Collected data:
:::::

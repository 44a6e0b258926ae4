//! Statistical functions over numeric collections.

use super::{arg, number_arg, numeric_values};
use crate::error::FormulaError;
use crate::registry::{FormulaFunction, FunctionCategory, FunctionRegistry, ParamType};
use crate::value::Value;

pub(super) fn register(registry: &mut FunctionRegistry) {
    registry.register(
        FormulaFunction::new(
            "AVERAGE",
            FunctionCategory::Statistical,
            "Arithmetic mean",
            |args, _| Ok(Value::Number(mean(&numeric_values(args)))),
        )
        .param("values", ParamType::Array)
        .returns(ParamType::Number),
    );

    registry.register(
        FormulaFunction::new("AVG", FunctionCategory::Statistical, "Alias of AVERAGE", |args, ctx| {
            ctx.call("AVERAGE", args)
        })
        .param("values", ParamType::Array)
        .returns(ParamType::Number),
    );

    registry.register(
        FormulaFunction::new("MEDIAN", FunctionCategory::Statistical, "Middle value", |args, _| {
            let mut values = numeric_values(args);
            if values.is_empty() {
                return Ok(Value::Number(f64::NAN));
            }
            values.sort_by(f64::total_cmp);
            let mid = values.len() / 2;
            let median = if values.len() % 2 == 0 {
                (values[mid - 1] + values[mid]) / 2.0
            } else {
                values[mid]
            };
            Ok(Value::Number(median))
        })
        .param("values", ParamType::Array)
        .returns(ParamType::Number),
    );

    // Ties go to the value seen first.
    registry.register(
        FormulaFunction::new(
            "MODE",
            FunctionCategory::Statistical,
            "Most frequent value",
            |args, _| {
                let values = numeric_values(args);
                let mut best: Option<(f64, usize)> = None;
                for (i, v) in values.iter().enumerate() {
                    if values[..i].contains(v) {
                        continue;
                    }
                    let count = values.iter().filter(|x| *x == v).count();
                    if best.is_none_or(|(_, c)| count > c) {
                        best = Some((*v, count));
                    }
                }
                Ok(best.map_or(Value::Null, |(v, _)| Value::Number(v)))
            },
        )
        .param("values", ParamType::Array)
        .returns(ParamType::Number),
    );

    registry.register(
        FormulaFunction::new(
            "VARIANCE",
            FunctionCategory::Statistical,
            "Sample variance",
            |args, _| Ok(Value::Number(sample_variance(&numeric_values(args)))),
        )
        .param("values", ParamType::Array)
        .returns(ParamType::Number),
    );

    registry.register(
        FormulaFunction::new(
            "STDEV",
            FunctionCategory::Statistical,
            "Sample standard deviation",
            |args, _| Ok(Value::Number(sample_variance(&numeric_values(args)).sqrt())),
        )
        .param("values", ParamType::Array)
        .returns(ParamType::Number),
    );

    // PERCENTILE(values, p) with p in [0, 1], linearly interpolated.
    registry.register(
        FormulaFunction::new(
            "PERCENTILE",
            FunctionCategory::Statistical,
            "Value at a percentile between 0 and 1",
            |args, _| {
                let mut values = numeric_values(&args[..args.len().min(1)]);
                let p = number_arg(args, 1);
                if !(0.0..=1.0).contains(&p) {
                    return Err(FormulaError::runtime("percentile must be between 0 and 1"));
                }
                if values.is_empty() {
                    return Ok(Value::Number(f64::NAN));
                }
                values.sort_by(f64::total_cmp);
                let rank = p * (values.len() - 1) as f64;
                let lower = rank.floor() as usize;
                let upper = rank.ceil() as usize;
                let weight = rank - lower as f64;
                Ok(Value::Number(
                    values[lower] + (values[upper] - values[lower]) * weight,
                ))
            },
        )
        .param("values", ParamType::Array)
        .param("percentile", ParamType::Number)
        .returns(ParamType::Number),
    );

    registry.register(
        FormulaFunction::new(
            "ZSCORE",
            FunctionCategory::Statistical,
            "Standard score of a value within a sample",
            |args, _| {
                let x = number_arg(args, 0);
                let values = numeric_values(std::slice::from_ref(arg(args, 1)));
                let sd = sample_variance(&values).sqrt();
                if sd == 0.0 || sd.is_nan() {
                    return Ok(Value::Number(f64::NAN));
                }
                Ok(Value::Number((x - mean(&values)) / sd))
            },
        )
        .param("value", ParamType::Number)
        .param("values", ParamType::Array)
        .returns(ParamType::Number),
    );
}

fn mean(values: &[f64]) -> f64 {
    if values.is_empty() {
        return f64::NAN;
    }
    values.iter().sum::<f64>() / values.len() as f64
}

fn sample_variance(values: &[f64]) -> f64 {
    if values.len() < 2 {
        return f64::NAN;
    }
    let m = mean(values);
    values.iter().map(|v| (v - m).powi(2)).sum::<f64>() / (values.len() - 1) as f64
}
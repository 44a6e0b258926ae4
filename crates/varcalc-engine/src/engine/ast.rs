use crate::value::Value;
use std::collections::BTreeMap;

#[derive(Clone, Copy, Debug, PartialEq, Eq)]
pub enum UnaryOp {
    Neg,
    Plus,
    Not,
}

#[derive(Clone, Copy, Debug, PartialEq, Eq)]
pub enum BinaryOp {
    Add,
    Sub,
    Mul,
    Div,
    Rem,
    Eq,
    Ne,
    StrictEq,
    StrictNe,
    Lt,
    Le,
    Gt,
    Ge,
}

/// Parsed formula expression.
#[derive(Clone, Debug, PartialEq)]
pub enum Expr {
    Literal(Value),
    Ident(String),
    Array(Vec<Expr>),
    Object(Vec<(String, Expr)>),
    Unary(UnaryOp, Box<Expr>),
    Binary(BinaryOp, Box<Expr>, Box<Expr>),
    And(Box<Expr>, Box<Expr>),
    Or(Box<Expr>, Box<Expr>),
    Conditional(Box<Expr>, Box<Expr>, Box<Expr>),
    Call { name: String, args: Vec<Expr> },
}

impl Expr {
    /// The value of this expression if it is pure data-literal syntax
    /// (numbers, strings, booleans, `null`, arrays and objects of literals).
    pub fn as_literal(&self) -> Option<Value> {
        match self {
            Expr::Literal(v) => Some(v.clone()),
            Expr::Unary(UnaryOp::Neg, inner) => match inner.as_ref() {
                Expr::Literal(Value::Number(n)) => Some(Value::Number(-n)),
                _ => None,
            },
            Expr::Array(items) => items
                .iter()
                .map(Expr::as_literal)
                .collect::<Option<Vec<_>>>()
                .map(Value::Array),
            Expr::Object(entries) => entries
                .iter()
                .map(|(key, expr)| expr.as_literal().map(|v| (key.clone(), v)))
                .collect::<Option<BTreeMap<_, _>>>()
                .map(Value::Object),
            _ => None,
        }
    }
}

:::::

Description of the task
The answer consists of every line above in which the word "Option" occurs.

Final answer
                let mut best: Option<(f64, usize)> = None;
    pub fn as_literal(&self) -> Option<Value> {
                .collect::<Option<Vec<_>>>()
                .collect::<Option<BTreeMap<_, _>>>()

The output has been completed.